//! Template service: the async glue between the stores and the synchronous engine.
//!
//! Every read path reconciles against a freshly fetched schema catalog, so clients
//! always see drift flags and newly added sections. Saves strip the hidden group.

use serde::{Deserialize, Serialize};
use tracing::info;
use uuid::Uuid;

use crate::editor::{EditSession, MoveRequest, TemplateEdit};
use crate::errors::AppError;
use crate::models::template::TemplateSummaryRow;
use crate::report::{compile_with, CompileContext, ReportLayout};
use crate::schema::SchemaCatalog;
use crate::store::{CvDataStore, SchemaProvider, TemplateStore};
use crate::template::model::Template;
use crate::template::structure::check_structure;

#[derive(Debug, Deserialize)]
pub struct CreateTemplateRequest {
    pub title: String,
    #[serde(default)]
    pub created_with_role: String,
}

#[derive(Debug, Serialize)]
pub struct TemplateResponse {
    pub id: Uuid,
    pub template: Template,
}

pub async fn load_catalog(schemas: &dyn SchemaProvider) -> Result<SchemaCatalog, AppError> {
    let rows = schemas.list_schemas().await?;
    Ok(SchemaCatalog::from_rows(&rows))
}

/// Creates a template with every live section parked in the hidden group.
pub async fn create_template(
    schemas: &dyn SchemaProvider,
    templates: &dyn TemplateStore,
    req: CreateTemplateRequest,
) -> Result<TemplateResponse, AppError> {
    let title = require_title(&req.title)?;
    let catalog = load_catalog(schemas).await?;
    let template = Template::new(title, req.created_with_role, catalog.iter());

    let id = templates.create(&template.without_hidden_group()).await?;
    info!(template_id = %id, sections = catalog.len(), "Created report template");
    Ok(TemplateResponse { id, template })
}

/// Loads a template, reconciled and with its hidden group rebuilt.
pub async fn open_template(
    schemas: &dyn SchemaProvider,
    templates: &dyn TemplateStore,
    id: Uuid,
) -> Result<Template, AppError> {
    let stored = templates
        .load(id)
        .await?
        .ok_or_else(|| AppError::NotFound(format!("Template {id} not found")))?;
    let catalog = load_catalog(schemas).await?;
    Ok(EditSession::open(stored, &catalog).into_template())
}

pub async fn list_templates(
    templates: &dyn TemplateStore,
) -> Result<Vec<TemplateSummaryRow>, AppError> {
    templates.list().await
}

/// Persists a template after structural validation. The hidden group is a view
/// artifact and is never stored.
pub async fn save_template(
    templates: &dyn TemplateStore,
    id: Uuid,
    mut template: Template,
) -> Result<(), AppError> {
    template.title = require_title(&template.title)?;

    let violations = check_structure(&template);
    if !violations.is_empty() {
        let message = violations
            .iter()
            .map(ToString::to_string)
            .collect::<Vec<_>>()
            .join("; ");
        return Err(AppError::Validation(message));
    }

    if !templates.save(id, &template.without_hidden_group()).await? {
        return Err(AppError::NotFound(format!("Template {id} not found")));
    }
    info!(template_id = %id, "Saved report template");
    Ok(())
}

/// Applies one move to a client-held template.
pub async fn move_in_template(
    schemas: &dyn SchemaProvider,
    template: Template,
    request: &MoveRequest,
) -> Result<Template, AppError> {
    let catalog = load_catalog(schemas).await?;
    let mut session = EditSession::open(template, &catalog);
    session.apply_move(request)?;
    Ok(session.into_template())
}

/// Applies one structural edit to a client-held template.
pub async fn edit_template(
    schemas: &dyn SchemaProvider,
    template: Template,
    edit: &TemplateEdit,
) -> Result<Template, AppError> {
    let catalog = load_catalog(schemas).await?;
    let mut session = EditSession::open(template, &catalog);
    session.apply_edit(edit)?;
    Ok(session.into_template())
}

/// Compiles a stored template against one user's CV data.
pub async fn compile_template(
    schemas: &dyn SchemaProvider,
    records: &dyn CvDataStore,
    templates: &dyn TemplateStore,
    layout: &ReportLayout,
    id: Uuid,
    user_id: Uuid,
) -> Result<String, AppError> {
    let stored = templates
        .load(id)
        .await?
        .ok_or_else(|| AppError::NotFound(format!("Template {id} not found")))?;
    let catalog = load_catalog(schemas).await?;
    let template = EditSession::open(stored, &catalog).into_template();

    let rows = records.records_for_user(user_id).await?;
    let ctx = CompileContext::new(catalog, &rows);
    let latex = compile_with(&template, &ctx, layout);
    info!(template_id = %id, %user_id, records = rows.len(), "Compiled report");
    Ok(latex)
}

fn require_title(title: &str) -> Result<String, AppError> {
    let trimmed = title.trim();
    if trimmed.is_empty() {
        return Err(AppError::Validation("Template title is required".to_string()));
    }
    Ok(trimmed.to_string())
}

• • • • •

» What to produce: Your reply must be one number, namely the count of lines above that hold the string "SchemaCatalog".

» Response: 3